Une autre source d’inquiétude est la situation économique en Alberta, vulnérable aux aléas du secteur pétrolier. Près de 32% du portefeuille de prêts est en Alberta, note Darko Mihelic, de RBC Marchés des capitaux. Si les cours du pétrole demeurent sous pression, cela pourrait freiner la croissance du portefeuille de prêts et faire augmenter les défauts de paiement, prévient-il. La forte croissance du portefeuille de prêts de la Canadian Western Bank est l’un des éléments qui la démarquent des six grandes banques canadiennes. Or, Darko Mihelic craint que le rythme se modère à 4,1 % en 2021 et 2022 par rapport à 5,9 % en 2020. Les prévisions de Paul Holden, de Marchés mondiaux CIBC, sont plus optimistes, bien qu’il reste, lui aussi, sur les lignes de côté. Il voit la lumière poindre au bout du tunnel en 2022, avec une augmentation de 8 %. En attendant, il est vrai que la banque doit naviguer avec des vents de face, admet Mario Mendoca, de Valeurs mobilières TD. Il estime cependant que la direction a fait ses preuves avec un bon historique de croissance, peu de pertes sur prêts et une gestion efficace de ses coûts. «Avec un titre qui s’échange sous la valeur comptable, nous pensons que les actionnaires seront récompensés pour leur patience.»
Parlant de patience
Petit aparté: l’année 2020 aura été sous le signe du lâcher-prise à la Bourse comme dans la vie. Les investisseurs indiciels qui ont pris un grand respire durant la chute boursière du printemps auront tout de même eu de bons rendements en 2020. Qui l’aurait cru, dans la foulée d’une telle crise sanitaire et économique ! Il est payant d’établir un plan et de s’y conformer contre vent et marée.

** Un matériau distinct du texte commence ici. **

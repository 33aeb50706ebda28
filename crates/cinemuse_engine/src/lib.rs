//! Deterministic content generation engine for Cinemuse.
//!
//! The engine turns a free-text concept plus the three tone dials into a
//! fully populated [`GeneratedMovieContent`] document. Generation is a pure
//! synchronous computation: no I/O, no randomness, no shared state. Two
//! calls with identical input produce identical documents.
//!
//! # Examples
//!
//! ```
//! use cinemuse_core::GenerationSettings;
//! use cinemuse_engine::generate_movie_content;
//!
//! let document = generate_movie_content(
//!     "a lighthouse keeper who trades memories",
//!     &GenerationSettings::default(),
//! );
//! assert!(!document.story_ideas.is_empty());
//! assert!(!document.shot_list.is_empty());
//! ```

#![forbid(unsafe_code)]
#![warn(missing_docs)]

mod pacing;
pub mod sections;
mod vocabulary;

pub use pacing::Pacing;

use cinemuse_core::{GeneratedMovieContent, GenerationSettings, NormalizedConcept};

/// Generate the full eight-section document for a concept and settings.
///
/// The concept is normalized once (empty input falls back to
/// [`cinemuse_core::FALLBACK_CONCEPT`]) and every section generator runs
/// unconditionally; subsetting for display is the caller's concern.
#[tracing::instrument(
    skip_all,
    fields(
        intensity = %settings.intensity(),
        era = %settings.era(),
        target_length = %settings.target_length(),
    )
)]
pub fn generate_movie_content(
    concept: &str,
    settings: &GenerationSettings,
) -> GeneratedMovieContent {
    let normalized = NormalizedConcept::normalize(concept);
    tracing::debug!(concept = %normalized.display(), "Normalized concept");

    let document = GeneratedMovieContent {
        story_ideas: sections::story_ideas::generate(&normalized, settings),
        script_writing: sections::script_writing::generate(&normalized, settings),
        visual_planning: sections::visual_planning::generate(&normalized, settings),
        shot_list: sections::shot_list::generate(&normalized, settings),
        voiceover: sections::voiceover::generate(&normalized, settings),
        poster_prompts: sections::poster_prompts::generate(&normalized, settings),
        video_prompts: sections::video_prompts::generate(&normalized, settings),
        social: sections::social::generate(&normalized, settings),
    };

    tracing::debug!(
        story_ideas = document.story_ideas.len(),
        scenes = document.script_writing.len(),
        shots = document.shot_list.len(),
        "Generated movie content"
    );

    document
}
//! Voiceover narration generation.

use crate::pacing::Pacing;
use crate::vocabulary::{self, capitalize, pick};
use cinemuse_core::{GenerationSettings, NormalizedConcept};

/// Generate narration paragraphs, one per beat of the arc.
pub fn generate(concept: &NormalizedConcept, settings: &GenerationSettings) -> Vec<String> {
    let pacing = Pacing::for_length(*settings.target_length());
    let base = vocabulary::seed(concept.lowercase());
    let intensity = *settings.intensity();
    let era = *settings.era();

    (0..pacing.voiceover_paragraphs)
        .map(|i| {
            let image = pick(vocabulary::imagery(era), base + i);
            let adjective = pick(vocabulary::adjectives(intensity), base + i);
            let register = pick(vocabulary::registers(intensity), base + i);

            match i % 4 {
                0 => format!(
                    "There are stories the world tells about itself, and then there is {}. \
                     It begins, as these things do, somewhere near {image}.",
                    concept.lowercase()
                ),
                1 => format!(
                    "Nobody warned them how {adjective} it would become. \
                     What started as curiosity hardened into {register}.",
                ),
                2 => format!(
                    "{} was never the whole truth. The rest waited among {image}, \
                     patient as weather.",
                    capitalize(concept.lowercase())
                ),
                _ => format!(
                    "In the end the question is simple, and {register} is the only honest answer. \
                     The rest is {adjective} light on {image}.",
                ),
            }
        })
        .collect()
}
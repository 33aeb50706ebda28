//! Content section tags and the display-side selection set.

use cinemuse_error::{SettingsError, SettingsErrorKind};
use serde::{Deserialize, Serialize};
use std::str::FromStr;
use strum::IntoEnumIterator;

/// The eight fixed categories of generated cinematic artifact.
///
/// The wire tags are camelCase to match the document's JSON shape.
///
/// # Examples
///
/// ```
/// use cinemuse_core::ContentSection;
/// use strum::IntoEnumIterator;
///
/// assert_eq!(ContentSection::iter().count(), 8);
/// let section: ContentSection = "shotList".parse().unwrap();
/// assert_eq!(section.label(), "Shot list");
/// ```
#[derive(
    Debug,
    Clone,
    Copy,
    PartialEq,
    Eq,
    PartialOrd,
    Ord,
    Hash,
    Serialize,
    Deserialize,
    derive_more::Display,
    strum::EnumIter,
)]
#[serde(rename_all = "camelCase")]
pub enum ContentSection {
    /// Story concepts with loglines and summaries
    StoryIdeas,
    /// Scene beats with sluglines and dialogue
    ScriptWriting,
    /// Storyboard-level frame cards
    VisualPlanning,
    /// Production shot table
    ShotList,
    /// Narration paragraphs
    Voiceover,
    /// Poster art prompts
    PosterPrompts,
    /// Generative video prompts
    VideoPrompts,
    /// Titles, captions, and tags for rollout
    Social,
}

impl ContentSection {
    /// The camelCase wire tag for this section.
    pub fn tag(&self) -> &'static str {
        match self {
            Self::StoryIdeas => "storyIdeas",
            Self::ScriptWriting => "scriptWriting",
            Self::VisualPlanning => "visualPlanning",
            Self::ShotList => "shotList",
            Self::Voiceover => "voiceover",
            Self::PosterPrompts => "posterPrompts",
            Self::VideoPrompts => "videoPrompts",
            Self::Social => "social",
        }
    }

    /// Human-readable section label for headings and toggles.
    pub fn label(&self) -> &'static str {
        match self {
            Self::StoryIdeas => "Story ideas",
            Self::ScriptWriting => "Script writing",
            Self::VisualPlanning => "Visual planning",
            Self::ShotList => "Shot list",
            Self::Voiceover => "Voiceover",
            Self::PosterPrompts => "Poster prompts",
            Self::VideoPrompts => "Video prompts",
            Self::Social => "Social rollout",
        }
    }
}

impl FromStr for ContentSection {
    type Err = SettingsError;

    fn from_str(s: &str) -> Result<Self, Self::Err> {
        let trimmed = s.trim();
        Self::iter()
            .find(|section| section.tag() == trimmed)
            .ok_or_else(|| {
                SettingsError::new(SettingsErrorKind::UnknownSection(trimmed.to_string()))
            })
    }
}

/// The set of sections a front-end has toggled on, in insertion order.
///
/// Carries the selector invariant: the set can never become empty. Toggling
/// the last remaining section off is a no-op that keeps it selected.
///
/// # Examples
///
/// ```
/// use cinemuse_core::{ContentSection, SectionSelection};
///
/// let mut selection = SectionSelection::all();
/// selection.toggle(ContentSection::Social);
/// assert!(!selection.contains(ContentSection::Social));
///
/// // The last section refuses to leave.
/// let mut single = SectionSelection::all();
/// for section in SectionSelection::all().sections().to_vec() {
///     single.toggle(section);
/// }
/// assert_eq!(single.len(), 1);
/// ```
#[derive(Debug, Clone, PartialEq, Eq, Serialize, Deserialize)]
pub struct SectionSelection(Vec<ContentSection>);

impl Default for SectionSelection {
    fn default() -> Self {
        Self::all()
    }
}

impl SectionSelection {
    /// Selection containing every section, in declaration order.
    pub fn all() -> Self {
        Self(ContentSection::iter().collect())
    }

    /// The selected sections, in insertion order.
    pub fn sections(&self) -> &[ContentSection] {
        &self.0
    }

    /// Whether a section is currently selected.
    pub fn contains(&self, section: ContentSection) -> bool {
        self.0.contains(&section)
    }

    /// Number of selected sections. Always at least 1.
    pub fn len(&self) -> usize {
        self.0.len()
    }

    /// Always false; the selection invariant keeps at least one section.
    pub fn is_empty(&self) -> bool {
        self.0.is_empty()
    }

    /// Toggle a section in or out of the selection.
    ///
    /// Removing the only remaining section is a no-op.
    pub fn toggle(&mut self, section: ContentSection) {
        if let Some(position) = self.0.iter().position(|s| *s == section) {
            if self.0.len() > 1 {
                self.0.remove(position);
            }
        } else {
            self.0.push(section);
        }
    }

    /// Restore the full palette.
    pub fn select_all(&mut self) {
        *self = Self::all();
    }
}
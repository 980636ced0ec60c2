use std::sync::Mutex;

use async_trait::async_trait;
use serde_json::Value;

use super::{ApiError, Bookmarks, PlayerApi, PlayerConfig, PlayerState};

/// Player API answering from a fixed state and recording every command.
#[derive(Default)]
pub(crate) struct RecordingApi {
    state: PlayerState,
    calls: Mutex<Vec<String>>,
}

impl RecordingApi {
    pub(crate) fn with_state(pairs: &[(&str, Value)]) -> Self {
        Self {
            state: pairs.iter().map(|(k, v)| (*k, v.clone())).collect(),
            calls: Mutex::default(),
        }
    }

    pub(crate) fn calls(&self) -> Vec<String> {
        self.calls
            .lock()
            .map(|calls| calls.clone())
            .unwrap_or_default()
    }

    fn record(&self, call: impl Into<String>) -> Result<(), ApiError> {
        if let Ok(mut calls) = self.calls.lock() {
            calls.push(call.into());
        }
        Ok(())
    }
}

#[async_trait]
impl PlayerApi for RecordingApi {
    async fn player_state(&self) -> Result<PlayerState, ApiError> {
        Ok(self.state.clone())
    }

    async fn config(&self) -> Result<PlayerConfig, ApiError> {
        Ok(PlayerConfig::new())
    }

    async fn bookmarks(&self) -> Result<Bookmarks, ApiError> {
        Ok(Bookmarks::new())
    }

    async fn play(&self) -> Result<(), ApiError> {
        self.record("play")
    }

    async fn stop(&self) -> Result<(), ApiError> {
        self.record("stop")
    }

    async fn mute(&self) -> Result<(), ApiError> {
        self.record("mute")
    }

    async fn set_volume(&self, level: u8) -> Result<(), ApiError> {
        self.record(format!("set_volume:{level}"))
    }

    async fn volume_up(&self) -> Result<(), ApiError> {
        self.record("volume_up")
    }

    async fn volume_down(&self) -> Result<(), ApiError> {
        self.record("volume_down")
    }

    async fn next_station(&self) -> Result<(), ApiError> {
        self.record("next_station")
    }

    async fn previous_station(&self) -> Result<(), ApiError> {
        self.record("previous_station")
    }

    async fn play_station(&self, group: &str, station: &str) -> Result<(), ApiError> {
        self.record(format!("play_station:{group}/{station}"))
    }

    async fn play_url(&self, url: &str) -> Result<(), ApiError> {
        self.record(format!("play_url:{url}"))
    }

    async fn reload_bookmarks(&self) -> Result<(), ApiError> {
        self.record("reload_bookmarks")
    }

    async fn quit(&self) -> Result<(), ApiError> {
        self.record("quit")
    }
}
use async_trait::async_trait;

use super::{ApiError, Bookmarks, PlayerConfig, PlayerState};

/// Operations offered by a running Radiotray-NG instance.
///
/// Commands are fire-and-forget: success carries no value and remote
/// failures are returned unchanged.
#[async_trait]
pub trait PlayerApi: Send + Sync + 'static {
    /// Fetch the current player state
    async fn player_state(&self) -> Result<PlayerState, ApiError>;

    /// Fetch the player configuration
    async fn config(&self) -> Result<PlayerConfig, ApiError>;

    /// Fetch bookmark groups and stations
    async fn bookmarks(&self) -> Result<Bookmarks, ApiError>;

    /// Start playback
    async fn play(&self) -> Result<(), ApiError>;

    /// Stop playback
    async fn stop(&self) -> Result<(), ApiError>;

    /// Toggle mute
    async fn mute(&self) -> Result<(), ApiError>;

    /// Set the volume in the player's 0-100 range
    async fn set_volume(&self, level: u8) -> Result<(), ApiError>;

    /// Raise the volume by one step
    async fn volume_up(&self) -> Result<(), ApiError>;

    /// Lower the volume by one step
    async fn volume_down(&self) -> Result<(), ApiError>;

    /// Switch to the next station
    async fn next_station(&self) -> Result<(), ApiError>;

    /// Switch to the previous station
    async fn previous_station(&self) -> Result<(), ApiError>;

    /// Play a bookmarked station
    async fn play_station(&self, group: &str, station: &str) -> Result<(), ApiError>;

    /// Play a stream URL
    async fn play_url(&self, url: &str) -> Result<(), ApiError>;

    /// Re-read bookmarks
    async fn reload_bookmarks(&self) -> Result<(), ApiError>;

    /// Ask the player to exit
    async fn quit(&self) -> Result<(), ApiError>;
}

/// Opens fresh connections to the player API.
///
/// The shutdown routine uses its own connection rather than the one the
/// poll loop holds.
#[async_trait]
pub trait PlayerApiConnector: Send + Sync {
    /// Connection type produced
    type Api: PlayerApi + 'static;

    /// Connect, retrying while the service is not registered.
    ///
    /// # Errors
    /// Returns `ApiError::ServiceUnavailable` when the retry bound is
    /// exhausted, or the first non-transient error.
    async fn connect(&self) -> Result<Self::Api, ApiError>;
}
use async_trait::async_trait;
use tracing::{debug, info, instrument};
use zbus::{Connection, connection};

use super::{
    adapter::ProtocolAdapter,
    events::{EventSink, Notification, PlayerProperty},
    interfaces::{PlayerInterface, PlaylistsInterface, RootInterface},
};

/// Object path every MPRIS player is served at
pub const MPRIS_PATH: &str = "/org/mpris/MediaPlayer2";
/// Prefix of every MPRIS bus name
pub const MPRIS_BUS_PREFIX: &str = "org.mpris.MediaPlayer2";

/// MPRIS endpoint on the session bus.
///
/// Owns the bus name for as long as it lives; dropping it releases the name.
#[derive(Clone, Debug)]
pub struct MprisServer {
    connection: Connection,
    bus_name: String,
}

impl MprisServer {
    /// Register the adapter under `org.mpris.MediaPlayer2.<name>` with the root,
    /// `Player` and `Playlists` interfaces.
    ///
    /// # Errors
    /// Returns error if the session bus is unreachable, the name is invalid or
    /// already taken, or the interfaces cannot be served.
    #[instrument(skip(adapter))]
    pub async fn start(adapter: ProtocolAdapter, name: &str) -> zbus::Result<Self> {
        let bus_name = format!("{MPRIS_BUS_PREFIX}.{name}");

        let connection = connection::Builder::session()?
            .name(bus_name.clone())?
            .serve_at(MPRIS_PATH, RootInterface::new(adapter.clone()))?
            .serve_at(MPRIS_PATH, PlayerInterface::new(adapter.clone()))?
            .serve_at(MPRIS_PATH, PlaylistsInterface::new(adapter))?
            .build()
            .await?;

        info!("Serving MPRIS interface as {bus_name}");
        Ok(Self {
            connection,
            bus_name,
        })
    }

    /// Bus name owned by this server.
    pub fn bus_name(&self) -> &str {
        &self.bus_name
    }
}

#[async_trait]
impl EventSink for MprisServer {
    async fn notify(&self, notification: Notification) -> zbus::Result<()> {
        debug!(
            ?notification,
            properties = ?notification.properties(),
            "Emitting PropertiesChanged"
        );

        let iface_ref = self
            .connection
            .object_server()
            .interface::<_, PlayerInterface>(MPRIS_PATH)
            .await?;
        let emitter = iface_ref.signal_emitter();
        let iface = iface_ref.get().await;

        for property in notification.properties() {
            match property {
                PlayerProperty::PlaybackStatus => iface.playback_status_changed(emitter).await?,
                PlayerProperty::Metadata => iface.metadata_changed(emitter).await?,
                PlayerProperty::Volume => iface.volume_changed(emitter).await?,
            }
        }
        Ok(())
    }
}
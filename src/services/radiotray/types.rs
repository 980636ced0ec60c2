use serde::{Deserialize, Serialize};
use serde_json::{Map, Value};

/// Snapshot of the fields reported by `get_player_state`.
///
/// The player does not publish a schema, so every field is kept as a raw
/// JSON scalar. Fields keep the order the player reported them in.
#[derive(Debug, Clone, Default, PartialEq, Serialize, Deserialize)]
#[serde(transparent)]
pub struct PlayerState(Map<String, Value>);

impl PlayerState {
    /// Raw value of a field.
    pub fn get(&self, key: &str) -> Option<&Value> {
        self.0.get(key)
    }

    /// Iterates fields in reported order.
    pub fn iter(&self) -> impl Iterator<Item = (&String, &Value)> {
        self.0.iter()
    }

    /// Number of fields.
    pub fn len(&self) -> usize {
        self.0.len()
    }

    /// Whether the player reported no fields at all.
    pub fn is_empty(&self) -> bool {
        self.0.is_empty()
    }

    /// Field rendered as text; missing fields render as an empty string.
    pub fn text(&self, key: &str) -> String {
        match self.0.get(key) {
            Some(Value::String(value)) => value.clone(),
            Some(Value::Null) | None => String::new(),
            Some(other) => other.to_string(),
        }
    }

    /// Playback state token, e.g. `"playing"` or `"stopped"`.
    pub fn state(&self) -> String {
        self.text("state")
    }

    /// Current volume in the player's 0-100 range.
    ///
    /// Accepts both integers and numeric strings; out of range values are
    /// clamped.
    pub fn volume(&self) -> Option<u8> {
        let raw = match self.0.get("volume")? {
            Value::Number(number) => number.as_f64()?,
            Value::String(text) => text.trim().parse::<f64>().ok()?,
            _ => return None,
        };
        Some(raw.clamp(0.0, 100.0) as u8)
    }

    /// Whether the player output is muted.
    pub fn mute(&self) -> bool {
        match self.0.get("mute") {
            Some(Value::Bool(value)) => *value,
            Some(Value::String(text)) => text.eq_ignore_ascii_case("true"),
            Some(Value::Number(number)) => number.as_i64().is_some_and(|n| n != 0),
            _ => false,
        }
    }
}

impl<K: Into<String>> FromIterator<(K, Value)> for PlayerState {
    fn from_iter<I: IntoIterator<Item = (K, Value)>>(iter: I) -> Self {
        Self(iter.into_iter().map(|(k, v)| (k.into(), v)).collect())
    }
}

/// Player settings as returned by `get_config`.
pub type PlayerConfig = Map<String, Value>;

/// One bookmark group with its stations.
#[derive(Debug, Clone, Default, PartialEq, Serialize, Deserialize)]
pub struct BookmarkGroup {
    /// Group name
    pub group: String,
    /// Group image
    #[serde(default, skip_serializing_if = "Option::is_none")]
    pub image: Option<String>,
    /// Stations in this group
    #[serde(default)]
    pub stations: Vec<Station>,
}

/// A bookmarked radio station.
#[derive(Debug, Clone, Default, PartialEq, Serialize, Deserialize)]
pub struct Station {
    /// Station name
    pub name: String,
    /// Stream URL
    pub url: String,
    /// Station image
    #[serde(default, skip_serializing_if = "Option::is_none")]
    pub image: Option<String>,
}

/// All bookmark groups, in the order the player stores them.
pub type Bookmarks = Vec<BookmarkGroup>;
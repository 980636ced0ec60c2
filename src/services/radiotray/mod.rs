/// Player API trait definitions
pub mod api;
/// D-Bus client with bounded connection retry
pub mod client;
/// Player API error types
pub mod error;
#[cfg(test)]
pub(crate) mod fake;
/// D-Bus proxy trait definitions
pub mod proxy;
/// Player state, bookmark and config types
pub mod types;

pub use api::*;
pub use client::*;
pub use error::*;
pub use types::*;
//! MPRIS2 bridge for Radiotray-NG.
//!
//! Radiotray-NG exposes a small private D-Bus API. This crate starts the
//! player, talks to that API and republishes the player as a standard
//! `org.mpris.MediaPlayer2` endpoint so desktop media keys, applets and
//! `playerctl` can drive it. The pieces are:
//!
//! - [`services::radiotray`]: typed client for the player API, with bounded
//!   connection retry
//! - [`services::mpris`]: translation of MPRIS requests onto that client and
//!   the D-Bus object server
//! - [`notifier`]: poll loop that diffs player state and emits
//!   `PropertiesChanged` only for fields that changed
//! - [`supervisor`]: player process lifecycle and signal-driven shutdown

/// Top-level run loop.
pub mod bridge;

/// Command-line arguments.
pub mod cli;

/// Configuration schema, loading and validation.
pub mod config;

/// Core error types and result aliases.
pub mod core;

/// State polling and change notification.
pub mod notifier;

/// D-Bus services: the player API client and the MPRIS endpoint.
pub mod services;

/// Player process supervision.
pub mod supervisor;

/// Logging setup.
pub mod tracing_config;

/// Re-exported core types for convenience.
pub use crate::core::{BridgeError, Result};
#![allow(clippy::unwrap_used)]

use std::path::PathBuf;

use clap::{CommandFactory, Parser};

use crate::cli::{Cli, Verbosity};

#[test]
fn command_definition_is_consistent() {
    Cli::command().debug_assert();
}

#[test]
fn no_flags_means_no_overrides() {
    let cli = Cli::try_parse_from(["radiotray-ng-mpris"]).unwrap();

    assert!(!cli.play);
    assert_eq!(cli.verbosity(), None);
    assert_eq!(cli.config, None);
    assert_eq!(cli.poll_interval, None);
}

#[test]
fn parses_play_and_config() {
    let cli =
        Cli::try_parse_from(["radiotray-ng-mpris", "-p", "-c", "/tmp/rt.toml", "--poll-interval", "250"])
            .unwrap();

    assert!(cli.play);
    assert_eq!(cli.config, Some(PathBuf::from("/tmp/rt.toml")));
    assert_eq!(cli.poll_interval, Some(250));
}

#[test]
fn each_verbosity_flag_maps_to_a_directive() {
    let cases = [
        ("-q", Verbosity::Quiet, "off"),
        ("--error", Verbosity::Error, "error"),
        ("--warn", Verbosity::Warn, "warn"),
        ("-v", Verbosity::Verbose, "info"),
        ("--debug", Verbosity::Debug, "debug"),
    ];

    for (flag, verbosity, directive) in cases {
        let cli = Cli::try_parse_from(["radiotray-ng-mpris", flag]).unwrap();
        assert_eq!(cli.verbosity(), Some(verbosity), "{flag}");
        assert_eq!(verbosity.directive(), directive);
    }
}

#[test]
fn verbosity_flags_are_mutually_exclusive() {
    assert!(Cli::try_parse_from(["radiotray-ng-mpris", "-q", "--debug"]).is_err());
    assert!(Cli::try_parse_from(["radiotray-ng-mpris", "-v", "--error"]).is_err());
}

#[test]
fn zero_poll_interval_is_rejected() {
    assert!(Cli::try_parse_from(["radiotray-ng-mpris", "--poll-interval", "0"]).is_err());
}

#[test]
fn version_flag_is_handled_by_clap() {
    let error = Cli::try_parse_from(["radiotray-ng-mpris", "-V"]).unwrap_err();

    assert_eq!(error.kind(), clap::error::ErrorKind::DisplayVersion);
}

#[test]
fn usage_errors_do_not_share_an_exit_code_with_bridge_errors() {
    let usage = Cli::try_parse_from(["radiotray-ng-mpris", "--bogus"]).unwrap_err();
    let config = crate::BridgeError::InvalidConfigField {
        field: "bridge.poll_interval_ms".to_string(),
        reason: "must be greater than zero".to_string(),
    };

    assert_eq!(usage.exit_code(), 2);
    assert_ne!(i32::from(config.exit_code()), usage.exit_code());
}
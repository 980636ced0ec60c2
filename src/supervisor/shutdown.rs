use std::fmt;

use tokio::sync::watch;

/// Why the bridge is shutting down
#[derive(Debug, Clone, Copy, PartialEq, Eq)]
pub enum ShutdownReason {
    /// SIGINT
    Interrupt,
    /// SIGTERM
    Terminate,
    /// The player process exited on its own
    PlayerExited,
}

impl fmt::Display for ShutdownReason {
    fn fmt(&self, f: &mut fmt::Formatter<'_>) -> fmt::Result {
        match self {
            Self::Interrupt => write!(f, "SIGINT"),
            Self::Terminate => write!(f, "SIGTERM"),
            Self::PlayerExited => write!(f, "player exited"),
        }
    }
}

/// One-shot shutdown request shared by signal listeners and the poll loop.
///
/// Requesting only records the reason; the shutdown routine itself runs in
/// the main task. The first request wins.
#[derive(Clone, Debug)]
pub struct ShutdownHandle {
    tx: watch::Sender<Option<ShutdownReason>>,
}

impl Default for ShutdownHandle {
    fn default() -> Self {
        Self::new()
    }
}

impl ShutdownHandle {
    /// Create a handle with no pending request.
    pub fn new() -> Self {
        let (tx, _rx) = watch::channel(None);
        Self { tx }
    }

    /// Record a shutdown request. Returns `false` if one was already pending.
    pub fn request(&self, reason: ShutdownReason) -> bool {
        self.tx.send_if_modified(|current| {
            if current.is_some() {
                return false;
            }
            *current = Some(reason);
            true
        })
    }

    /// Pending request, if any.
    pub fn reason(&self) -> Option<ShutdownReason> {
        *self.tx.borrow()
    }

    /// Resolves once a shutdown has been requested.
    pub async fn requested(&self) -> ShutdownReason {
        let mut rx = self.tx.subscribe();
        match rx.wait_for(Option::is_some).await {
            Ok(reason) => reason.unwrap_or(ShutdownReason::Interrupt),
            // The sender lives in `self`, so the channel cannot close here.
            Err(_) => ShutdownReason::Interrupt,
        }
    }
}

Si c’est vrai pour l’investisseur indiciel, le lâcher-prise devrait parfois s’exprimer autrement quand on fait un pari précis. Encore en 2020, Bombardier affichait le pire rendement annuel du groupe des 50 plus grandes sociétés québécoises en Bourse, avec une chute de 75,1 %. Depuis son sommet des années 2000, la société a perdu 98 % de sa valeur. Parfois, la patience nous emprisonne dans un piège à valeur. Dans ce cas, mieux vaut admettre ses erreurs et repartir à neuf.